在AMD K8和K10中的分支预测外文翻译资料

 2022-08-27 10:25:38

3.11 Branch prediction in AMD K8 and K10

BTB organization

The branch prediction mechanism of the K8 and K10 AMD processors is connected to the code cache. The level-1 code cache has 1024 lines of 4*16 bytes each, 2-way set associative.

Each 16-bytes block in the code cache has an associated set of branch indicators. There are nine branch indicators, associated with byte number 0, 1, 3, 5, 7, 9, 11, 13 and 15 of the code block. Most branch instructions are two or more bytes long. A branch instruction that is two or more bytes long will have at least one branch indicator even when there are only indicators for the odd addresses and address 0. The extra indicator at byte 0 covers the case where a branch instruction crosses a 16-bytes boundary and ends at byte 0.
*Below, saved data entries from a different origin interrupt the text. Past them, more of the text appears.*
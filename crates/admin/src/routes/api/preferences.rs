//! User preferences API handlers.

use axum::{
    Json, Router,
    extract::{Path, State},
    http::StatusCode,
    routing::post,
};
use serde::{Deserialize, Serialize};

use crate::{db::settings, middleware::auth::RequireAdminAuth, state::AppState};

/// Build the preferences router.
pub fn router() -> Router<AppState> {
    Router::new().route("/api/preferences/table/{table_id}", post(save_table_prefs))
}

/// Request for saving table preferences.
#[derive(Debug, Deserialize)]
pub struct TablePrefsRequest {
    pub columns: Vec<String>,
}

/// Response for table preferences.
#[derive(Debug, Serialize)]
pub struct TablePrefsResponse {
    pub success: bool,
}

/// Save table column preferences.
///
/// # Errors
///
/// Returns an error if the request body is invalid or the database operation fails.
pub async fn save_table_prefs(
    RequireAdminAuth(admin): RequireAdminAuth,
    State(state): State<AppState>,
    Path(table_id): Path<String>,
    Json(body): Json<TablePrefsRequest>,
) -> Result<Json<TablePrefsResponse>, StatusCode> {
    // Build the settings key
    let key = format!("table.{table_id}.columns");
    let value = serde_json::to_value(&body.columns).map_err(|_| StatusCode::BAD_REQUEST)?;

    // Save to database using settings module
    match settings::set_user_setting(state.pool(), admin.id.into(), &key, &value).await {
        Ok(()) => Ok(Json(TablePrefsResponse { success: true })),
        Err(e) => {
            tracing::error!("Failed to save table preferences: {e}");
            Err(StatusCode::INTERNAL_SERVER_ERROR)
        }
    }
}
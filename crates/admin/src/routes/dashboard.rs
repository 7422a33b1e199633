//! Dashboard route handler.

use askama::Template;
use axum::{extract::State, response::Html};
use tracing::instrument;

use crate::{
    filters,
    middleware::auth::RequireAdminAuth,
    models::CurrentAdmin,
    shopify::types::{Money, Order},
    state::AppState,
};

use naked_pineapple_core::AdminRole;

/// Admin user view for templates.
#[derive(Debug, Clone)]
pub struct AdminUserView {
    pub name: String,
    pub email: String,
    pub is_super_admin: bool,
}

impl From<&CurrentAdmin> for AdminUserView {
    fn from(admin: &CurrentAdmin) -> Self {
        Self {
            name: admin.name.clone(),
            email: admin.email.to_string(),
            is_super_admin: admin.role == AdminRole::SuperAdmin,
        }
    }
}

/// Dashboard metrics.
#[derive(Debug, Clone)]
pub struct DashboardMetrics {
    pub orders: String,
    pub revenue: String,
    pub customers: String,
    pub products: String,
}

impl Default for DashboardMetrics {
    fn default() -> Self {
        Self {
            orders: "0".to_string(),
            revenue: "$0.00".to_string(),
            customers: "0".to_string(),
            products: "0".to_string(),
        }
    }
}

/// Recent order view for dashboard.
#[derive(Debug, Clone)]
pub struct RecentOrderView {
    pub number: String,
    pub customer_name: String,
    pub total: String,
    pub status: String,
}

/// Activity item for dashboard.
#[derive(Debug, Clone)]
pub struct ActivityView {
    pub activity_type: String,
    pub icon: String,
    pub description: String,
    pub time_ago: String,
}

/// Dashboard template.
#[derive(Template)]
#[template(path = "dashboard.html")]
pub struct DashboardTemplate {
    pub admin_user: AdminUserView,
    pub current_path: String,
    pub metrics: DashboardMetrics,
    pub recent_orders: Vec<RecentOrderView>,
    pub recent_activity: Vec<ActivityView>,
}

// =============================================================================
// Type Conversions
// =============================================================================

/// Format a Shopify Money type as a price string.
fn format_price(money: &Money) -> String {
    money.amount.parse::<f64>().map_or_else(
        |_| format!("${}", money.amount),
        |amount| format!("${amount:.2}"),
    )
}

/// Get customer name from an order.
fn get_customer_name(order: &Order) -> String {
    // Try shipping address first, then billing address
    if let Some(addr) = &order.shipping_address {
        let first = addr.first_name.as_deref().unwrap_or("");
        let last = addr.last_name.as_deref().unwrap_or("");
        let name = format!("{first} {last}").trim().to_string();
        if !name.is_empty() {
            return name;
        }
    }
    if let Some(addr) = &order.billing_address {
        let first = addr.first_name.as_deref().unwrap_or("");
        let last = addr.last_name.as_deref().unwrap_or("");
        let name = format!("{first} {last}").trim().to_string();
        if !name.is_empty() {
            return name;
        }
    }
    // Fall back to email
    order.email.clone().unwrap_or_else(|| "Guest".to_string())
}

/// Map fulfillment status to display string.
fn fulfillment_status_display(order: &Order) -> String {
    match order.fulfillment_status {
        Some(crate::shopify::types::FulfillmentStatus::Fulfilled) => "Fulfilled".to_string(),
        Some(crate::shopify::types::FulfillmentStatus::PartiallyFulfilled) => {
            "Partially Fulfilled".to_string()
        }
        Some(crate::shopify::types::FulfillmentStatus::Unfulfilled) | None => {
            "Unfulfilled".to_string()
        }
        Some(crate::shopify::types::FulfillmentStatus::OnHold) => "On Hold".to_string(),
        Some(crate::shopify::types::FulfillmentStatus::InProgress) => "In Progress".to_string(),
        _ => "Pending".to_string(),
    }
}

impl From<&Order> for RecentOrderView {
    fn from(order: &Order) -> Self {
        Self {
            number: order.name.clone(),
            customer_name: get_customer_name(order),
            total: format_price(&order.total_price),
            status: fulfillment_status_display(order),
        }
    }
}

/// Dashboard page handler.
#[instrument(skip(admin, state))]
pub async fn dashboard(
    RequireAdminAuth(admin): RequireAdminAuth,
    State(state): State<AppState>,
) -> Html<String> {
    // Fetch data from Shopify Admin API in parallel
    let orders_future = state.shopify().get_orders(50, None, None);
    let products_future = state.shopify().get_products(1, None, None);
    let customers_future = state.shopify().get_customers(1, None, None);

    let (orders_result, products_result, customers_result) =
        tokio::join!(orders_future, products_future, customers_future);

    // Process orders for metrics and recent orders
    let (order_count, total_revenue, recent_orders) = match orders_result {
        Ok(order_conn) => {
            let count = order_conn.orders.len();
            let revenue: f64 = order_conn
                .orders
                .iter()
                .filter_map(|o| o.total_price.amount.parse::<f64>().ok())
                .sum();
            let recent: Vec<RecentOrderView> = order_conn
                .orders
                .iter()
                .take(5)
                .map(RecentOrderView::from)
                .collect();
            (count, revenue, recent)
        }
        Err(e) => {
            tracing::error!("Failed to fetch orders: {e}");
            (0, 0.0, vec![])
        }
    };

    // Get product count (from page info if available, else use results)
    let product_count = match products_result {
        Ok(product_conn) => {
            // Shopify doesn't return total count easily, so we approximate
            // In production, you'd cache this or use a separate count query
            if product_conn.page_info.has_next_page {
                "50+".to_string() // Indicates there are more
            } else {
                product_conn.products.len().to_string()
            }
        }
        Err(e) => {
            tracing::error!("Failed to fetch products: {e}");
            "0".to_string()
        }
    };

    // Get customer count
    let customer_count = match customers_result {
        Ok(customer_conn) => {
            if customer_conn.page_info.has_next_page {
                "50+".to_string()
            } else {
                customer_conn.customers.len().to_string()
            }
        }
        Err(e) => {
            tracing::error!("Failed to fetch customers: {e}");
            "0".to_string()
        }
    };

    let metrics = DashboardMetrics {
        orders: order_count.to_string(),
        revenue: format!("${total_revenue:.2}"),
        customers: customer_count,
        products: product_count,
    };

    // Build activity feed from recent orders
    let recent_activity: Vec<ActivityView> = recent_orders
        .iter()
        .take(5)
        .map(|order| ActivityView {
            activity_type: "order".to_string(),
            icon: "📦".to_string(),
            description: format!("New order {} from {}", order.number, order.customer_name),
            time_ago: "Recently".to_string(), // Would need proper time formatting
        })
        .collect();

    let template = DashboardTemplate {
        admin_user: AdminUserView::from(&admin),
        current_path: "/".to_string(),
        metrics,
        recent_orders,
        recent_activity,
    };

    Html(template.render().unwrap_or_else(|e| {
        tracing::error!("Template render error: {}", e);
        "Internal Server Error".to_string()
    }))
}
Each branch indicator has two bits of information to cover the following cases: (0) no branch or never jump, (1) use branch selector 1, (2) use branch selector 2, (3) use branch selector 3. There are three branch selectors in addition to the nine branch indicators. Each branch selector has an index into the branch target buffer as well as a local branch prediction information. The local branch prediction information can be 'never jump', 'always jump', 'use dynamic prediction', or 'use return stack buffer'. There is also an indication of whether the branch is a call. This is used for pushing a return address on the return address stack (see page 34).

The branch target addresses are saved in the branch target buffer (BTB), which has 2048 entries. Return addresses are stored in the return address stack, which has 12 entries in K8 and 24 entries in K10.

The branch prediction mechanism works as follows: A branch that is never taken gets no branch indicator, no branch selector and no BTB entry. The first time a branch is taken, it gets a branch selector which is set to 'always jump' and a BTB entry to indicate the target address. If the branch is later not taken, then the branch selector is changed to 'use dynamic prediction'. It never goes back from 'use dynamic prediction' to 'always jump' or 'never jump'. The dynamic prediction mechanism is described below. The predictor bits can indicate at least the following values: 'no jump', 'always jump', 'use dynamic prediction', 'use return stack buffer'. The K10 also has predictors for indirect jumps.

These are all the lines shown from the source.